SOPRATTUTTO PERCHE’ FA MALE

Ipca – Industria piemontese dei colori di anilina

Scritto da Andrea Strumia

18 Settembre 2020

È come se l’acqua di quella bialera fosse sempre la stessa. Come se, arrivata alla fine del percorso in un punto imprecisato poco più a valle, tornasse alla fonte per ripercorrere lo stesso tratto e raccontare sempre la stessa storia, un po’ come i ruscelli dei presepi meccanici. È un eterno ritorno, quella voce, mentre la storia che racconta pare sì sempre la stessa, ma in realtà vi si aggiungono particolari sempre nuovi, voci ricordi sensazioni emozioni paure che si sprigionano costantemente dal corso d’acqua.

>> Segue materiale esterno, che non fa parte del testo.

//! Memoized signal lookups for stored indicator rows.

use super::cache::Cache;
use super::engine::IndicatorEngine;
use super::store::IndicatorStore;
use crate::error::{AppError, Result};
use crate::types::{InstrumentId, LatestSignals};
use std::sync::Arc;
use std::time::Duration;
use tracing::debug;

/// Serves the signal set of each instrument's latest stored row.
///
/// Results are cached per instrument for the configured TTL. Call
/// [`invalidate`](Self::invalidate) after writing a newer row.
pub struct SignalService {
    store: Arc<dyn IndicatorStore>,
    engine: Arc<IndicatorEngine>,
    cache: Cache<LatestSignals>,
}

impl SignalService {
    pub fn new(store: Arc<dyn IndicatorStore>, engine: Arc<IndicatorEngine>, ttl: Duration) -> Self {
        Self {
            store,
            engine,
            cache: Cache::new(ttl),
        }
    }

    fn key(instrument_id: InstrumentId) -> String {
        format!("signals:{}", instrument_id)
    }

    /// Signals for the most recent stored row and the close on that date.
    ///
    /// Fails with `NotFound` when the instrument has no stored row or no bar
    /// on the row's date.
    pub async fn latest_signals(&self, instrument_id: InstrumentId) -> Result<LatestSignals> {
        let key = Self::key(instrument_id);
        if let Some(hit) = self.cache.get(&key) {
            debug!("Signal cache hit for instrument {}", instrument_id);
            return Ok(hit);
        }

        let store = Arc::clone(&self.store);
        let (row, bars) = tokio::task::spawn_blocking(move || -> Result<_> {
            let row = store
                .read_latest_indicator_row(instrument_id)?
                .ok_or_else(|| AppError::NotFound(format!("indicators for instrument {}", instrument_id)))?;
            let bars = store.read_bars(instrument_id, row.trade_date, 1)?;
            Ok((row, bars))
        })
        .await??;

        let last_close = bars
            .last()
            .filter(|b| b.trade_date == row.trade_date)
            .and_then(|b| b.close)
            .ok_or_else(|| {
                AppError::NotFound(format!(
                    "close for instrument {} on {}",
                    instrument_id, row.trade_date
                ))
            })?;

        let latest = LatestSignals {
            instrument_id,
            trade_date: row.trade_date,
            last_close,
            signals: self.engine.latest_signals(&row, last_close),
        };
        debug!(
            "Signals for instrument {} on {}: {}",
            instrument_id,
            latest.trade_date,
            latest.signals.overall.label()
        );
        self.cache.set(key, latest.clone());
        Ok(latest)
    }

    pub fn invalidate(&self, instrument_id: InstrumentId) -> bool {
        self.cache.invalidate(&Self::key(instrument_id))
    }

    pub fn cache(&self) -> &Cache<LatestSignals> {
        &self.cache
    }
}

L’avete mai ascoltata, la voce di un luogo? Certo che sì e magari ci avete anche parlato, con un luogo, forse senza accorgervene. Perché quasi ogni luogo ha un’anima, così come ne ha una quasi ogni creatura. Può essere che l’abbiate scambiata, quella voce, per il frutto di una suggestione o della vostra immaginazione, in realtà la maggior parte dei luoghi ha qualcosa da dire, proprio come la maggior parte delle persone. Basta ascoltarli. La bialera che parla è quella che scorre in località Borche, a Ciriè, e fiancheggia il sito industriale delle ex Ipca ed ex Interchim.

È piena la bialera in queste settimane piovose d’autunno, scorre determinata ma non tumultuosa e la sua voce è maledettamente vivace nella sua gravità: non è un’eco remota che genera malinconia, ma una parlata decisa che racconta spietata e senza sosta. Accompagna il passante senza imporsi ma lo cattura con un racconto a cui nessuno può sottrarsi, perché è parte di chiunque, quella storia. È come un lucido racconto snocciolato all’infinito da un folle seduto sul bordo di una sedia mentre ondeggia il busto senza sosta avanti e indietro, gli occhi persi nel vuoto a catalogare immagini indelebili.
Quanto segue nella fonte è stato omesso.